# Supplied information
########################################

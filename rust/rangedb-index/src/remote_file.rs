use std::sync::{
    Arc, Mutex, MutexGuard,
    atomic::{AtomicU64, Ordering},
};

use rangedb_common::{Result, error::Error};
use rangedb_format::MemoryPointer;
use rangedb_io::{Bytes, RangeRequest, RangeResolver};

/// A remote file accessed through a [`RangeResolver`].
///
/// When created with [`RemoteFile::pinned`], the total length observed by the first
/// response is remembered and sent as the expected length of every later request, so a
/// concurrent rewrite of the file surfaces as an integrity error instead of a mix of old
/// and new pages.
///
/// An integrity failure drops the pin and advances the [`generation`](Self::generation),
/// telling holders of state derived from the file's content to discard it. The next read
/// pins the new length.
pub struct RemoteFile {
    resolver: Arc<dyn RangeResolver>,
    name: String,
    pinned_length: Option<Mutex<Option<u64>>>,
    generation: AtomicU64,
}

impl RemoteFile {
    /// A file whose length may change between requests (the append-only data file).
    pub fn unpinned(resolver: Arc<dyn RangeResolver>, name: impl Into<String>) -> RemoteFile {
        RemoteFile {
            resolver,
            name: name.into(),
            pinned_length: None,
            generation: AtomicU64::new(0),
        }
    }

    /// A file whose length is pinned on first read (the index file).
    pub fn pinned(resolver: Arc<dyn RangeResolver>, name: impl Into<String>) -> RemoteFile {
        RemoteFile {
            resolver,
            name: name.into(),
            pinned_length: Some(Mutex::new(None)),
            generation: AtomicU64::new(0),
        }
    }

    pub fn name(&self) -> &str {
        &self.name
    }

    pub fn resolver(&self) -> &Arc<dyn RangeResolver> {
        &self.resolver
    }

    /// The length observed by the first response, if the file is pinned and was read.
    pub fn pinned_length(&self) -> Option<u64> {
        *lock(self.pinned_length.as_ref()?)
    }

    /// Number of integrity failures seen so far.
    pub fn generation(&self) -> u64 {
        self.generation.load(Ordering::Acquire)
    }

    /// Forgets the pinned length after an integrity failure.
    fn unpin(&self, err: &Error) {
        if let Some(pinned) = &self.pinned_length {
            *lock(pinned) = None;
        }
        let generation = self.generation.fetch_add(1, Ordering::AcqRel) + 1;
        log::warn!("{}: {err}; re-reading from generation {generation}", self.name);
    }

    /// Reads `length` bytes at `offset`. The result is shorter at the end of the file.
    pub async fn read(&self, offset: u64, length: u64) -> Result<Bytes> {
        let mut result = self.read_spans(&[(offset, length)]).await?;
        result
            .pop()
            .ok_or_else(|| Error::protocol(format!("{}: missing range response", self.name)))
    }

    /// Reads the spans addressed by `pointers` with a single resolver call.
    pub async fn read_pointers(&self, pointers: &[MemoryPointer]) -> Result<Vec<Bytes>> {
        let spans: Vec<(u64, u64)> = pointers
            .iter()
            .map(|p| (p.offset, p.length as u64))
            .collect();
        self.read_spans(&spans).await
    }

    /// Reads `(offset, length)` spans with a single resolver call. Empty spans are
    /// answered without I/O.
    pub async fn read_spans(&self, spans: &[(u64, u64)]) -> Result<Vec<Bytes>> {
        let expected_length = self.pinned_length();
        let requests: Vec<RangeRequest> = spans
            .iter()
            .filter_map(|&(offset, length)| RangeRequest::for_span(offset, length))
            .map(|r| r.with_expected_length(expected_length))
            .collect();
        if requests.is_empty() {
            return Ok(vec![Bytes::new(); spans.len()]);
        }

        let responses = match self.resolver.resolve(&requests).await {
            Ok(responses) => responses,
            Err(e) => {
                if e.is_integrity() {
                    self.unpin(&e);
                }
                return Err(e);
            }
        };
        if responses.len() != requests.len() {
            return Err(Error::protocol(format!(
                "{}: {} responses for {} ranges",
                self.name,
                responses.len(),
                requests.len()
            )));
        }
        if let (Some(pinned), Some(first)) = (&self.pinned_length, responses.first()) {
            let observed = *lock(pinned).get_or_insert(first.total_length);
            if let Some(mismatch) = responses.iter().find(|r| r.total_length != observed) {
                let err = Error::integrity(self.name.clone(), observed, mismatch.total_length);
                self.unpin(&err);
                return Err(err);
            }
        }

        let mut responses = responses.into_iter();
        spans
            .iter()
            .map(|&(_, length)| {
                if length == 0 {
                    return Ok(Bytes::new());
                }
                responses
                    .next()
                    .map(|r| r.data)
                    .ok_or_else(|| Error::protocol(format!("{}: missing range response", self.name)))
            })
            .collect()
    }
}

fn lock(pinned: &Mutex<Option<u64>>) -> MutexGuard<'_, Option<u64>> {
    pinned.lock().unwrap_or_else(|e| e.into_inner())
}

#[cfg(test)]
mod tests {
    use std::sync::Arc;

    use rangedb_format::MemoryPointer;
    use rangedb_io::MemoryResolver;

    use super::RemoteFile;

    #[tokio::test]
    async fn test_read_pointers_skips_empty_spans() {
        let resolver = Arc::new(MemoryResolver::new(b"hello world".as_slice()));
        let file = RemoteFile::unpinned(resolver, "data");
        let parts = file
            .read_pointers(&[
                MemoryPointer::new(6, 5),
                MemoryPointer::new(0, 0),
                MemoryPointer::new(0, 5),
            ])
            .await
            .expect("read");
        assert_eq!(parts[0].as_ref(), b"world");
        assert!(parts[1].is_empty());
        assert_eq!(parts[2].as_ref(), b"hello");
    }

    #[tokio::test]
    async fn test_pinned_length_detects_rewrite() {
        let resolver = Arc::new(MemoryResolver::new(vec![0u8; 100]));
        let file = RemoteFile::pinned(resolver.clone(), "index");
        file.read(0, 10).await.expect("read");
        assert_eq!(file.pinned_length(), Some(100));

        resolver.append(&[1u8; 28]);
        let err = file.read(10, 10).await.unwrap_err();
        assert!(err.is_integrity());
        assert_eq!(file.generation(), 1);
        assert_eq!(file.pinned_length(), None);

        file.read(10, 10).await.expect("read after rewrite");
        assert_eq!(file.pinned_length(), Some(128));
        assert_eq!(file.generation(), 1);

        let unpinned = RemoteFile::unpinned(resolver, "data");
        assert_eq!(unpinned.read(120, 100).await.expect("read").len(), 8);
    }
}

########################################

# What the exercise asks
What is needed is an exact restatement of every record above.

# Response
filename rust/rangedb-index/src/remote_file.rs
use std::sync::{
    Arc, Mutex, MutexGuard,
    atomic::{AtomicU64, Ordering},
};

use rangedb_common::{Result, error::Error};
use rangedb_format::MemoryPointer;
use rangedb_io::{Bytes, RangeRequest, RangeResolver};

/// A remote file accessed through a [`RangeResolver`].
///
/// When created with [`RemoteFile::pinned`], the total length observed by the first
/// response is remembered and sent as the expected length of every later request, so a
/// concurrent rewrite of the file surfaces as an integrity error instead of a mix of old
/// and new pages.
///
/// An integrity failure drops the pin and advances the [`generation`](Self::generation),
/// telling holders of state derived from the file's content to discard it. The next read
/// pins the new length.
pub struct RemoteFile {
    resolver: Arc<dyn RangeResolver>,
    name: String,
    pinned_length: Option<Mutex<Option<u64>>>,
    generation: AtomicU64,
}

impl RemoteFile {
    /// A file whose length may change between requests (the append-only data file).
    pub fn unpinned(resolver: Arc<dyn RangeResolver>, name: impl Into<String>) -> RemoteFile {
        RemoteFile {
            resolver,
            name: name.into(),
            pinned_length: None,
            generation: AtomicU64::new(0),
        }
    }

    /// A file whose length is pinned on first read (the index file).
    pub fn pinned(resolver: Arc<dyn RangeResolver>, name: impl Into<String>) -> RemoteFile {
        RemoteFile {
            resolver,
            name: name.into(),
            pinned_length: Some(Mutex::new(None)),
            generation: AtomicU64::new(0),
        }
    }

    pub fn name(&self) -> &str {
        &self.name
    }

    pub fn resolver(&self) -> &Arc<dyn RangeResolver> {
        &self.resolver
    }

    /// The length observed by the first response, if the file is pinned and was read.
    pub fn pinned_length(&self) -> Option<u64> {
        *lock(self.pinned_length.as_ref()?)
    }

    /// Number of integrity failures seen so far.
    pub fn generation(&self) -> u64 {
        self.generation.load(Ordering::Acquire)
    }

    /// Forgets the pinned length after an integrity failure.
    fn unpin(&self, err: &Error) {
        if let Some(pinned) = &self.pinned_length {
            *lock(pinned) = None;
        }
        let generation = self.generation.fetch_add(1, Ordering::AcqRel) + 1;
        log::warn!("{}: {err}; re-reading from generation {generation}", self.name);
    }

    /// Reads `length` bytes at `offset`. The result is shorter at the end of the file.
    pub async fn read(&self, offset: u64, length: u64) -> Result<Bytes> {
        let mut result = self.read_spans(&[(offset, length)]).await?;
        result
            .pop()
            .ok_or_else(|| Error::protocol(format!("{}: missing range response", self.name)))
    }

    /// Reads the spans addressed by `pointers` with a single resolver call.
    pub async fn read_pointers(&self, pointers: &[MemoryPointer]) -> Result<Vec<Bytes>> {
        let spans: Vec<(u64, u64)> = pointers
            .iter()
            .map(|p| (p.offset, p.length as u64))
            .collect();
        self.read_spans(&spans).await
    }

    /// Reads `(offset, length)` spans with a single resolver call. Empty spans are
    /// answered without I/O.
    pub async fn read_spans(&self, spans: &[(u64, u64)]) -> Result<Vec<Bytes>> {
        let expected_length = self.pinned_length();
        let requests: Vec<RangeRequest> = spans
            .iter()
            .filter_map(|&(offset, length)| RangeRequest::for_span(offset, length))
            .map(|r| r.with_expected_length(expected_length))
            .collect();
        if requests.is_empty() {
            return Ok(vec![Bytes::new(); spans.len()]);
        }

        let responses = match self.resolver.resolve(&requests).await {
            Ok(responses) => responses,
            Err(e) => {
                if e.is_integrity() {
                    self.unpin(&e);
                }
                return Err(e);
            }
        };
        if responses.len() != requests.len() {
            return Err(Error::protocol(format!(
                "{}: {} responses for {} ranges",
                self.name,
                responses.len(),
                requests.len()
            )));
        }
        if let (Some(pinned), Some(first)) = (&self.pinned_length, responses.first()) {
            let observed = *lock(pinned).get_or_insert(first.total_length);
            if let Some(mismatch) = responses.iter().find(|r| r.total_length != observed) {
                let err = Error::integrity(self.name.clone(), observed, mismatch.total_length);
                self.unpin(&err);
                return Err(err);
            }
        }

        let mut responses = responses.into_iter();
        spans
            .iter()
            .map(|&(_, length)| {
                if length == 0 {
                    return Ok(Bytes::new());
                }
                responses
                    .next()
                    .map(|r| r.data)
                    .ok_or_else(|| Error::protocol(format!("{}: missing range response", self.name)))
            })
            .collect()
    }
}

fn lock(pinned: &Mutex<Option<u64>>) -> MutexGuard<'_, Option<u64>> {
    pinned.lock().unwrap_or_else(|e| e.into_inner())
}

#[cfg(test)]
mod tests {
    use std::sync::Arc;

    use rangedb_format::MemoryPointer;
    use rangedb_io::MemoryResolver;

    use super::RemoteFile;

    #[tokio::test]
    async fn test_read_pointers_skips_empty_spans() {
        let resolver = Arc::new(MemoryResolver::new(b"hello world".as_slice()));
        let file = RemoteFile::unpinned(resolver, "data");
        let parts = file
            .read_pointers(&[
                MemoryPointer::new(6, 5),
                MemoryPointer::new(0, 0),
                MemoryPointer::new(0, 5),
            ])
            .await
            .expect("read");
        assert_eq!(parts[0].as_ref(), b"world");
        assert!(parts[1].is_empty());
        assert_eq!(parts[2].as_ref(), b"hello");
    }

    #[tokio::test]
    async fn test_pinned_length_detects_rewrite() {
        let resolver = Arc::new(MemoryResolver::new(vec![0u8; 100]));
        let file = RemoteFile::pinned(resolver.clone(), "index");
        file.read(0, 10).await.expect("read");
        assert_eq!(file.pinned_length(), Some(100));

        resolver.append(&[1u8; 28]);
        let err = file.read(10, 10).await.unwrap_err();
        assert!(err.is_integrity());
        assert_eq!(file.generation(), 1);
        assert_eq!(file.pinned_length(), None);

        file.read(10, 10).await.expect("read after rewrite");
        assert_eq!(file.pinned_length(), Some(128));
        assert_eq!(file.generation(), 1);

        let unpinned = RemoteFile::unpinned(resolver, "data");
        assert_eq!(unpinned.read(120, 100).await.expect("read").len(), 8);
    }
}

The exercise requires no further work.